(Task input begins)

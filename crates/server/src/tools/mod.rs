//! MCP tool implementations.
//!
//! Lifecycle tools drive the offline cache controller the way a browser
//! drives a service worker; cache tools inspect and prune buckets.

pub mod cache;
pub mod lifecycle;
pub mod sw_fetch;

use std::sync::Arc;

use rmcp::{
    ErrorData as McpError,
    model::{CallToolResult, Content},
};
use serde::Serialize;
use swcache_core::{CacheStorage, Error, Network, OfflineController};

pub use cache::{CacheListParams, CachePurgeParams};
pub use sw_fetch::{SwFetchOutput, SwFetchParams};

/// Everything a tool call may touch.
pub struct AppState {
    pub controller: OfflineController,
    pub storage: Arc<dyn CacheStorage>,
    pub network: Arc<dyn Network>,
}

impl AppState {
    pub fn new(controller: OfflineController, storage: Arc<dyn CacheStorage>, network: Arc<dyn Network>) -> Self {
        Self { controller, storage, network }
    }
}

/// Serialize a tool output as pretty JSON text content.
pub fn json_result<T: Serialize>(output: &T) -> Result<CallToolResult, McpError> {
    let json = serde_json::to_string_pretty(output)
        .map_err(|e| Error::InvalidInput(format!("Failed to serialize output: {e}")))?;
    Ok(CallToolResult::success(vec![Content::text(json)]))
}

#[cfg(test)]
pub(crate) mod testing {
    use super::*;
    use swcache_core::{AppConfig, ControllerSettings, MemoryStorage, StaticNetwork};

    pub const ORIGIN: &str = "https://youth.example.org";

    pub fn state_with(network: Arc<StaticNetwork>) -> (AppState, Arc<MemoryStorage>) {
        let config = AppConfig { origin: ORIGIN.into(), ..Default::default() };
        let settings = ControllerSettings::from_config(&config).unwrap();
        let storage = Arc::new(MemoryStorage::new());
        let controller = OfflineController::new(
            settings,
            Arc::clone(&storage) as Arc<dyn CacheStorage>,
            Arc::clone(&network) as Arc<dyn Network>,
        );
        let state = AppState::new(controller, Arc::clone(&storage) as Arc<dyn CacheStorage>, network);
        (state, storage)
    }

    /// Pull the JSON text out of a tool result.
    pub fn output<T: serde::de::DeserializeOwned>(result: &CallToolResult) -> T {
        let content_val = serde_json::to_value(&result.content[0]).unwrap();
        let text = content_val
            .get("text")
            .and_then(|v| v.as_str())
            .expect("Expected text field in content");
        serde_json::from_str(text).unwrap()
    }
}
//! Client code for swcache.
//!
//! This crate provides the live HTTP side of the offline cache: a
//! [`Network`](swcache_core::Network) implementation on top of reqwest.

pub mod fetch;

pub use fetch::{FetchConfig, HttpNetwork};
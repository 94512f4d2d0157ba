//! sw_fetch tool implementation.
//!
//! Feeds one request through the controller's fetch handler, as if a page
//! had issued it, and reports how it was answered.

use rmcp::{ErrorData as McpError, model::CallToolResult};
use schemars::JsonSchema;
use serde::{Deserialize, Serialize};
use swcache_core::{CacheRequest, CacheResponse, Destination, FetchOutcome, RequestMode};

use super::{AppState, json_result};

/// Input parameters for sw_fetch tool.
#[derive(Debug, Clone, Serialize, Deserialize, JsonSchema)]
pub struct SwFetchParams {
    /// Request URL; root-relative paths resolve against the site origin.
    pub url: String,

    /// HTTP method (default: GET).
    #[serde(default = "default_method")]
    pub method: String,

    /// Request mode: "navigate", "same-origin", "no-cors" (default) or "cors".
    #[serde(default)]
    pub mode: String,

    /// Request destination: "document", "script", "style", "image", "font",
    /// "manifest" or empty (default).
    #[serde(default)]
    pub destination: String,
}

fn default_method() -> String {
    "GET".into()
}

/// Output structure for sw_fetch tool.
#[derive(Debug, Clone, Serialize, Deserialize, JsonSchema)]
pub struct SwFetchOutput {
    /// The resolved request URL.
    pub url: String,
    /// False when the controller let the request through untouched.
    pub intercepted: bool,
    /// "network", "cache" or "offline"; "passthrough" when not intercepted.
    pub source: String,
    pub status: u16,
    pub status_text: String,
    pub content_type: Option<String>,
    /// Body decoded as UTF-8 (lossy).
    pub body: String,
    pub body_bytes: usize,
}

impl SwFetchOutput {
    fn new(url: String, intercepted: bool, source: &str, response: &CacheResponse) -> Self {
        Self {
            url,
            intercepted,
            source: source.to_string(),
            status: response.status,
            status_text: response.status_text.clone(),
            content_type: response.header("content-type").map(str::to_string),
            body: String::from_utf8_lossy(&response.body).to_string(),
            body_bytes: response.body.len(),
        }
    }
}

/// Implementation of the sw_fetch tool.
pub async fn fetch_impl(state: &AppState, params: SwFetchParams) -> Result<CallToolResult, McpError> {
    let url = state.controller.settings().resolve(&params.url)?;
    let mode: RequestMode = params.mode.parse()?;
    let destination: Destination = params.destination.parse()?;

    let request = CacheRequest::get(url)
        .with_method(params.method)
        .with_mode(mode)
        .with_destination(destination);
    let resolved = request.url.to_string();

    let output = match state.controller.handle_fetch(request.clone()).await {
        FetchOutcome::Respond { response, source } => SwFetchOutput::new(resolved, true, source.as_str(), &response),
        FetchOutcome::Passthrough => {
            tracing::debug!(%request, "not intercepted, fetching directly");
            let response = state.network.fetch(&request).await?;
            SwFetchOutput::new(resolved, false, "passthrough", &response)
        }
    };

    json_result(&output)
}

(Task input ends)

• Instructions for the task
From the first line of the data above through the line containing "pub struct AppState", set each line down again exactly; include both ends and omit everything else.

• Task result
filename crates/server/src/tools/mod.rs
//! MCP tool implementations.
//!
//! Lifecycle tools drive the offline cache controller the way a browser
//! drives a service worker; cache tools inspect and prune buckets.

pub mod cache;
pub mod lifecycle;
pub mod sw_fetch;

use std::sync::Arc;

use rmcp::{
    ErrorData as McpError,
    model::{CallToolResult, Content},
};
use serde::Serialize;
use swcache_core::{CacheStorage, Error, Network, OfflineController};

pub use cache::{CacheListParams, CachePurgeParams};
pub use sw_fetch::{SwFetchOutput, SwFetchParams};

/// Everything a tool call may touch.
pub struct AppState {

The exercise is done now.